■ **Your objective**
Each line of the records below that contains "async" needs to be copied.

■ **Records for this task**
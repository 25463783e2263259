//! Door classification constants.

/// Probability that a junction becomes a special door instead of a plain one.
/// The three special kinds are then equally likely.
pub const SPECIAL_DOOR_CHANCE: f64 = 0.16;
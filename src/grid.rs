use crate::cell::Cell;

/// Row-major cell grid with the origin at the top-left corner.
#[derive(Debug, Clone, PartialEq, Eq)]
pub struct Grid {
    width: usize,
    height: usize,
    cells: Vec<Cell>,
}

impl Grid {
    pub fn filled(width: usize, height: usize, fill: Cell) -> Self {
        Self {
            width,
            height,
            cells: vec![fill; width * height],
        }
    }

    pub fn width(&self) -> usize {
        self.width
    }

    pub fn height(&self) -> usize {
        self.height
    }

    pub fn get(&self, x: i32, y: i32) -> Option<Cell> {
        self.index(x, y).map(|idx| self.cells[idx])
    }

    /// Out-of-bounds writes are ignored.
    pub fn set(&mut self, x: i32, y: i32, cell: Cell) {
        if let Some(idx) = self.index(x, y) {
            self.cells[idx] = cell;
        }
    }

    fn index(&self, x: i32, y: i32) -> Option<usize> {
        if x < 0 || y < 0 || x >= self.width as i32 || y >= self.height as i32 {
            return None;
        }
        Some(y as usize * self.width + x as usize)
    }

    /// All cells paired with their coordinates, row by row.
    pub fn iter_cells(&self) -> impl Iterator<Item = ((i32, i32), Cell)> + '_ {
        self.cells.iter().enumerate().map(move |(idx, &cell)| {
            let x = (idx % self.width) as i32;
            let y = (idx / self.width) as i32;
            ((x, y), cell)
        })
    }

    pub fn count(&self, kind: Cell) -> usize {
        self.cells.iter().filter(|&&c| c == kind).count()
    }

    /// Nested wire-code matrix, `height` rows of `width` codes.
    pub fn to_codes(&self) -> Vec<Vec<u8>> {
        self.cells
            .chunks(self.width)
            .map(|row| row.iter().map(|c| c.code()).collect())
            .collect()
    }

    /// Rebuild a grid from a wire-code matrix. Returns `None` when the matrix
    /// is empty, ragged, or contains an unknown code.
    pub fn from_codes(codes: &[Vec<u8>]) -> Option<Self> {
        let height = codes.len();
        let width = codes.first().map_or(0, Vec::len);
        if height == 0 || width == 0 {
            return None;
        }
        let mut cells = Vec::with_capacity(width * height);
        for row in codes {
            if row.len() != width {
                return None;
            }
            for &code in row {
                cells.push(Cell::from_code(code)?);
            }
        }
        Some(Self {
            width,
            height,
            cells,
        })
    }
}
...
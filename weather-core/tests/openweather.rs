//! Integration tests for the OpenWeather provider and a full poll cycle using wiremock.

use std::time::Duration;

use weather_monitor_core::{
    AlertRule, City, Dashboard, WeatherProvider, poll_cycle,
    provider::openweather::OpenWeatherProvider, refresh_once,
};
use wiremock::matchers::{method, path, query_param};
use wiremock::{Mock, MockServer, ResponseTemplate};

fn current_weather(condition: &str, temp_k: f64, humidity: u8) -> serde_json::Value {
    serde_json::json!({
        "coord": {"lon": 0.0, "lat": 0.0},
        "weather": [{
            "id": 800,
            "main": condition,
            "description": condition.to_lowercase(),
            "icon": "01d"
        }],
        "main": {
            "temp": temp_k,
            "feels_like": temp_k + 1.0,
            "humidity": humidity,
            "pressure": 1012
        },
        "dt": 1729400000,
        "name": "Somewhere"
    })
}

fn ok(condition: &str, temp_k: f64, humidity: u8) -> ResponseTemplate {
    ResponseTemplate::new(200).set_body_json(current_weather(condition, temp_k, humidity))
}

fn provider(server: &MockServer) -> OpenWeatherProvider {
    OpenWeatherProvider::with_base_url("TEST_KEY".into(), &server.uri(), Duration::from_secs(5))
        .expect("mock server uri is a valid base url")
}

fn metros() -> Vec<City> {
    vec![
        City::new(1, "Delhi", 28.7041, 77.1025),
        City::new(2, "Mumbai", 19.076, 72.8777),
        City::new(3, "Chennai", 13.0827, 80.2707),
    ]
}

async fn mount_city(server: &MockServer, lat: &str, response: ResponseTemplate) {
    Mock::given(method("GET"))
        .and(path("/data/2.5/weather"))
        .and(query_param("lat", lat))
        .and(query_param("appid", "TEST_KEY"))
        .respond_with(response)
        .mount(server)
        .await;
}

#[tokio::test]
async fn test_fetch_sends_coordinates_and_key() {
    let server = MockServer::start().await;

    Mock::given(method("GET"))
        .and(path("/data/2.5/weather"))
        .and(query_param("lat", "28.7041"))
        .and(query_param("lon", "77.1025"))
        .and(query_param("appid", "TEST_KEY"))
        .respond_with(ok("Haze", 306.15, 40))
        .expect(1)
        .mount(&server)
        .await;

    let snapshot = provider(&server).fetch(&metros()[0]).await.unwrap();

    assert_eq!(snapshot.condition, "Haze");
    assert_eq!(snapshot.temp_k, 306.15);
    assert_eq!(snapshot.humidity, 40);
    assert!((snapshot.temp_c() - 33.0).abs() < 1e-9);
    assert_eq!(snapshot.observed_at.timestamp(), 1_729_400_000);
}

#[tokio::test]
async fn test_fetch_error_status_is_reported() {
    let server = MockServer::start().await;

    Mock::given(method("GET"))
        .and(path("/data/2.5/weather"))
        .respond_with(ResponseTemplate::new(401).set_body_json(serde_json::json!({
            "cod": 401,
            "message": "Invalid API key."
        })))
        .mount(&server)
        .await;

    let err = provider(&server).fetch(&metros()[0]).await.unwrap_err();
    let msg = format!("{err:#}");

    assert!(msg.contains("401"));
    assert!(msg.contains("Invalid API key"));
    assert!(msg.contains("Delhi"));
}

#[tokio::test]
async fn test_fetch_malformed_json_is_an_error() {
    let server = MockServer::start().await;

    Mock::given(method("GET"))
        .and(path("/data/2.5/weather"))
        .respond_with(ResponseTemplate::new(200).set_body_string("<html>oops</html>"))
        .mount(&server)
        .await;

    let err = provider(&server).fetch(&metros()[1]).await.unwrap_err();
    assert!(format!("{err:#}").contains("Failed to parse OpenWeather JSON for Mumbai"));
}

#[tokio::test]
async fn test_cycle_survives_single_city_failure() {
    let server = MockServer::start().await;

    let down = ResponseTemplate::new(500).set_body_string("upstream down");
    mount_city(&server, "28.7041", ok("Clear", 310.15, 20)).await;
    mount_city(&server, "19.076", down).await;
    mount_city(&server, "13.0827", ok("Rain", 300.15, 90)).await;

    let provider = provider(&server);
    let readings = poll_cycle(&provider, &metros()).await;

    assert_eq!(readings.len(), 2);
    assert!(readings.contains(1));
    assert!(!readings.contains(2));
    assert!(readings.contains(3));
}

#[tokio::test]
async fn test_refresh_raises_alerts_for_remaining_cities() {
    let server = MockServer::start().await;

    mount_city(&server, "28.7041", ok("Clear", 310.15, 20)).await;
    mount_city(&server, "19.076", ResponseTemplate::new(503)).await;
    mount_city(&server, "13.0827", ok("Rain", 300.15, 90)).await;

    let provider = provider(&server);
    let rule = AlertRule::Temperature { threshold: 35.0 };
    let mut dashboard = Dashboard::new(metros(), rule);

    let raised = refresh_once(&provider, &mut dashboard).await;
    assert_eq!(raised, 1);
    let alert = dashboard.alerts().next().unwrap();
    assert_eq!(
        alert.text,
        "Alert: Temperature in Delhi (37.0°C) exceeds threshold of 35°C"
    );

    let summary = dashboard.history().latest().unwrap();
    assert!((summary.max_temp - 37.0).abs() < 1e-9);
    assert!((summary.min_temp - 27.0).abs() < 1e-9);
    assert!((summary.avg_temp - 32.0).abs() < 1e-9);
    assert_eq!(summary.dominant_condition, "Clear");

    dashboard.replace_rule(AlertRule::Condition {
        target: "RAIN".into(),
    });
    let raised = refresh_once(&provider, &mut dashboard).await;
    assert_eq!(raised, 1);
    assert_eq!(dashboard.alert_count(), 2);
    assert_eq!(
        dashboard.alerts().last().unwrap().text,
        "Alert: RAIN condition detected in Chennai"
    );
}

■ **Result of this task**
async fn mount_city(server: &MockServer, lat: &str, response: ResponseTemplate) {
async fn test_fetch_sends_coordinates_and_key() {
async fn test_fetch_error_status_is_reported() {
async fn test_fetch_malformed_json_is_an_error() {
async fn test_cycle_survives_single_city_failure() {
async fn test_refresh_raises_alerts_for_remaining_cities() {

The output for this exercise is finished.